Iran says new CIA spy network dismantled as regional tensions ratchet up
In what it termed a 'wide-reaching blow' to US intelligence, IRNA said Tehran had carried out the operation in cooperation with 'foreign allies'.
This handout picture released by the Iranian presidency on June 18, 2019, shows Iranian President Hassan Rouhani speaking during the opening ceremony of a new terminal at Imam Khomeini airport in Tehran. Picture: AFP PHOTO / HO / IRANIAN PRESIDENCY
Iran said on Tuesday it had dismantled a US spy network, after Washington announced it would deploy 1,000 more troops to the Middle East and as key powers expressed concerns about regional tensions.
Tehran’s announcement came a day after it said its uranium stockpile will on June 27 surpass a limit agreed in the 2015 nuclear deal, a multilateral agreement Washington unilaterally abandoned in May last year.
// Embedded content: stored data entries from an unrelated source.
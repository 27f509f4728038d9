use axum::{
    Json, extract::State, extract::rejection::JsonRejection, http::StatusCode,
    response::IntoResponse,
};
use rust_decimal::Decimal;
use serde::Deserialize;

use crate::modules::accounts::adapters::inbound::http_error::error_response;
use crate::modules::accounts::use_cases::open_account::command::OpenAccount;
use crate::shell::state::AppState;

#[derive(Deserialize)]
pub struct OpenAccountBody {
    pub owner_name: String,
    #[serde(default)]
    pub balance: Decimal,
}

pub async fn handle(
    State(state): State<AppState>,
    body: Result<Json<OpenAccountBody>, JsonRejection>,
) -> impl IntoResponse {
    let Json(body) = match body {
        Ok(b) => b,
        Err(rejection) => {
            return error_response(StatusCode::UNPROCESSABLE_ENTITY, rejection.body_text());
        }
    };

    let command = OpenAccount {
        owner_name: body.owner_name,
        initial_balance: body.balance,
    };

    match state.open_handler.handle(command).await {
        Ok(account) => (StatusCode::CREATED, Json(account)).into_response(),
        Err(e) => e.into_response(),
    }
}

#[cfg(test)]
mod open_account_http_inbound_tests {
    use axum::{
        Router,
        body::Body,
        http::{Request, StatusCode},
        routing::post,
    };
    use http_body_util::BodyExt;
    use std::sync::Arc;
    use tower::ServiceExt;

    use crate::modules::accounts::use_cases::change_balance::retry_policy::RetryPolicy;
    use crate::shell::state::{AppState, Store};

    use super::handle;

    fn app() -> Router {
        let state = AppState::new(Arc::new(Store::new()), RetryPolicy::default());
        Router::new().route("/accounts", post(handle)).with_state(state)
    }

    fn open_request(body: &'static str) -> Request<Body> {
        Request::post("/accounts")
            .header("content-type", "application/json")
            .body(Body::from(body))
            .unwrap()
    }

    #[tokio::test]
    async fn it_should_return_201_with_the_new_account() {
        let response = app()
            .oneshot(open_request(r#"{"owner_name":"Ada","balance":100.0}"#))
            .await
            .unwrap();

        assert_eq!(response.status(), StatusCode::CREATED);
        let bytes = response.into_body().collect().await.unwrap().to_bytes();
        let json: serde_json::Value = serde_json::from_slice(&bytes).unwrap();
        assert!(json.get("id").is_some());
        assert_eq!(json["owner_name"], "Ada");
        assert_eq!(json["version"], 0);
    }

    #[tokio::test]
    async fn it_should_return_400_for_a_negative_balance() {
        let response = app()
            .oneshot(open_request(r#"{"owner_name":"Ada","balance":"-1"}"#))
            .await
            .unwrap();

        assert_eq!(response.status(), StatusCode::BAD_REQUEST);
    }

    #[tokio::test]
    async fn it_should_return_422_on_invalid_json() {
        let response = app().oneshot(open_request("not-json")).await.unwrap();

        assert_eq!(response.status(), StatusCode::UNPROCESSABLE_ENTITY);
    }
}
use std::sync::Arc;

use crate::modules::accounts::adapters::outbound::account_store_in_memory::InMemoryAccountStore;
use crate::modules::accounts::use_cases::change_balance::handler::MutationEngine;
use crate::modules::accounts::use_cases::change_balance::retry_policy::RetryPolicy;
use crate::modules::accounts::use_cases::close_account::handler::CloseAccountHandler;
use crate::modules::accounts::use_cases::open_account::handler::OpenAccountHandler;
use crate::modules::accounts::use_cases::query_accounts::handler::AccountQueries;
use crate::shared::core::primitives::CounterVersion;

pub type AccountVersion = CounterVersion;
pub type Store = InMemoryAccountStore<AccountVersion>;

#[derive(Clone)]
pub struct AppState {
    pub queries: Arc<AccountQueries<AccountVersion, Store>>,
    pub open_handler: Arc<OpenAccountHandler<AccountVersion, Store>>,
    pub close_handler: Arc<CloseAccountHandler<AccountVersion, Store>>,
    pub mutation_engine: Arc<MutationEngine<AccountVersion, Store>>,
}

impl AppState {
    pub fn new(store: Arc<Store>, policy: RetryPolicy) -> Self {
        Self {
            queries: Arc::new(AccountQueries::new(store.clone())),
            open_handler: Arc::new(OpenAccountHandler::new(store.clone())),
            close_handler: Arc::new(CloseAccountHandler::new(store.clone())),
            mutation_engine: Arc::new(MutationEngine::new(store, policy)),
        }
    }
}
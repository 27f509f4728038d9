pub mod shared {
    pub mod core {
        pub mod primitives;
    }
}

pub mod modules {
    pub mod accounts {
        pub mod core {
            pub mod account;
            pub mod errors;
            pub mod ports;
        }
        pub mod use_cases {
            pub mod open_account {
                pub mod command;
                pub mod handler;
                pub mod inbound {
                    pub mod http;
                }
            }
            pub mod query_accounts {
                pub mod handler;
                pub mod inbound {
                    pub mod http;
                }
            }
            pub mod close_account {
                pub mod handler;
                pub mod inbound {
                    pub mod http;
                }
            }
            pub mod change_balance {
                pub mod command;
                pub mod conflict;
                pub mod decide;
                pub mod handler;
                pub mod retry_policy;
                pub mod inbound {
                    pub mod http;
                }
            }
        }
        pub mod adapters {
            pub mod inbound {
                pub mod graphql;
                pub mod http_error;
            }
            pub mod outbound {
                pub mod account_store_in_memory;
            }
        }
    }
}

pub mod shell;
use rand::Rng;
use std::time::Duration;

pub const DEFAULT_MAX_ATTEMPTS: u32 = 5;
pub const DEFAULT_BACKOFF: Duration = Duration::from_millis(200);

#[derive(Debug, Clone, PartialEq, Eq)]
pub enum Backoff {
    Fixed(Duration),
    /// `base * 2^(attempt - 1)`, capped at `max`. With jitter the delay is drawn uniformly
    /// from `0..=capped`.
    Exponential {
        base: Duration,
        max: Duration,
        jitter: bool,
    },
}

/// How many times a conflicting write is attempted, and how long to wait in between.
#[derive(Debug, Clone, PartialEq, Eq)]
pub struct RetryPolicy {
    max_attempts: u32,
    backoff: Backoff,
}

impl Default for RetryPolicy {
    fn default() -> Self {
        Self::fixed(DEFAULT_MAX_ATTEMPTS, DEFAULT_BACKOFF)
    }
}

impl RetryPolicy {
    /// `max_attempts` counts the first try; it is clamped to at least one.
    pub fn new(max_attempts: u32, backoff: Backoff) -> Self {
        Self {
            max_attempts: max_attempts.max(1),
            backoff,
        }
    }

    pub fn fixed(max_attempts: u32, delay: Duration) -> Self {
        Self::new(max_attempts, Backoff::Fixed(delay))
    }

    pub fn max_attempts(&self) -> u32 {
        self.max_attempts
    }

    pub fn backoff(&self) -> &Backoff {
        &self.backoff
    }

    pub fn has_attempts_left(&self, attempts_made: u32) -> bool {
        attempts_made < self.max_attempts
    }

    /// Delay to wait after the `attempt`-th attempt (1-based) failed with a conflict.
    pub fn delay_for(&self, attempt: u32) -> Duration {
        match &self.backoff {
            Backoff::Fixed(delay) => *delay,
            Backoff::Exponential { base, max, jitter } => {
                let shift = attempt.saturating_sub(1).min(31);
                let capped = base.saturating_mul(1u32 << shift).min(*max);
                if *jitter {
                    let nanos = u64::try_from(capped.as_nanos()).unwrap_or(u64::MAX);
                    Duration::from_nanos(rand::thread_rng().gen_range(0..=nanos))
                } else {
                    capped
                }
            }
        }
    }
}
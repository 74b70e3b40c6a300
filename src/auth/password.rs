use anyhow::anyhow;
use argon2::{
    password_hash::{PasswordHash, PasswordHasher, PasswordVerifier, SaltString},
    Argon2,
};
use rand::rngs::OsRng;
use tracing::error;

/// One-way, salted hash stored in `users.password_hash` (PHC string format).
pub fn hash_password(plain: &str) -> anyhow::Result<String> {
    let salt = SaltString::generate(&mut OsRng);
    Argon2::default()
        .hash_password(plain.as_bytes(), &salt)
        .map(|hash| hash.to_string())
        .map_err(|e| {
            error!(error = %e, "argon2 hash failed");
            anyhow!("password hashing failed: {e}")
        })
}

/// `Ok(false)` on mismatch; `Err` only when the stored hash cannot be parsed.
pub fn verify_password(plain: &str, stored: &str) -> anyhow::Result<bool> {
    let parsed = PasswordHash::new(stored).map_err(|e| {
        error!(error = %e, "stored password hash is malformed");
        anyhow!("malformed password hash: {e}")
    })?;
    Ok(Argon2::default()
        .verify_password(plain.as_bytes(), &parsed)
        .is_ok())
}

#[cfg(test)]
mod tests {
    use super::*;

    #[test]
    fn single_character_password_roundtrips() {
        let hash = hash_password("p").expect("hashing should succeed");
        assert!(hash.starts_with("$argon2"));
        assert!(verify_password("p", &hash).expect("verify should succeed"));
    }

    #[test]
    fn same_password_gets_distinct_salts() {
        let a = hash_password("correct-horse").unwrap();
        let b = hash_password("correct-horse").unwrap();
        assert_ne!(a, b);
    }

    #[test]
    fn mismatch_is_false_not_error() {
        let hash = hash_password("correct-horse-battery-staple").unwrap();
        assert!(!verify_password("wrong-password", &hash).unwrap());
    }

    #[test]
    fn malformed_stored_hash_is_an_error() {
        assert!(verify_password("anything", "not-a-valid-hash").is_err());
    }
}
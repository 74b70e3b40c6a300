use serde::{Deserialize, Serialize};

/// Request body for user registration.
#[derive(Debug, Deserialize)]
pub struct SignupRequest {
    pub email: String,
    pub name: String,
    pub password: String,
}

/// Request body for login.
#[derive(Debug, Deserialize)]
pub struct LoginRequest {
    pub email: String,
    pub password: String,
}

#[derive(Debug, Serialize)]
pub struct MessageResponse {
    pub message: String,
}

impl MessageResponse {
    pub fn new(message: &str) -> Self {
        Self {
            message: message.to_string(),
        }
    }
}
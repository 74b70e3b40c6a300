use serde::Serialize;
use time::OffsetDateTime;

use super::repo_types::User;

/// Public part of the user returned to the client.
#[derive(Debug, Serialize)]
pub struct PublicUser {
    pub id: i64,
    pub email: String,
    pub name: String,
    pub bio: Option<String>,
    pub website: Option<String>,
    pub twitter: Option<String>,
    pub github: Option<String>,
    pub linkedin: Option<String>,
    pub profile_image: Option<String>,
    #[serde(with = "time::serde::rfc3339")]
    pub created_at: OffsetDateTime,
}

impl From<User> for PublicUser {
    fn from(u: User) -> Self {
        Self {
            id: u.id,
            email: u.email,
            name: u.name,
            bio: u.bio,
            website: u.website,
            twitter: u.twitter,
            github: u.github,
            linkedin: u.linkedin,
            profile_image: u.profile_image,
            created_at: u.created_at,
        }
    }
}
Tensions between Tehran and the US have escalated ever since, with Washington bolstering its military presence in the region, reimposing sanctions and blacklisting Iran’s elite Revolutionary Guards as a terrorist organisation.
“Following clues in the American intelligence services, we recently found the new recruits Americans had hired and dismantled a new network,” Iran’s state news agency IRNA said, quoting an intelligence ministry official.
It said some members of the alleged CIA network had been arrested and handed over to the judiciary, while others still required “additional investigations”.
In what it termed a “wide-reaching blow” to US intelligence, IRNA said Tehran had carried out the operation in cooperation with “foreign allies”, without naming any state.
The agency’s source did not specify how many agents were arrested or if they were operating only in Iran.
In Moscow, President Vladimir Putin’s spokesman Dmitry Peskov on Tuesday urged all sides “to show restraint.”
“We would prefer not to see any steps that could introduce additional tensions in the already unstable region,” he told journalists.
And China’s Foreign Minister Wang Yi warned all sides “not to take any actions to provoke the escalation of tension… and not to open a Pandora’s box.”
He urged Washington to “change its practise of extreme pressure” but also called on Tehran not to abandon the nuclear agreement “so easily.”
On Monday, Washington piled on the pressure against Iran by announcing a new troop deployment.
“I have authorised approximately 1,000 additional troops for defensive purposes”, acting Pentagon chief Patrick Shanahan said in a statement.
The United States has blamed Iran for last week’s attacks on two tankers in the Gulf of Oman, an accusation Tehran denies as “baseless.”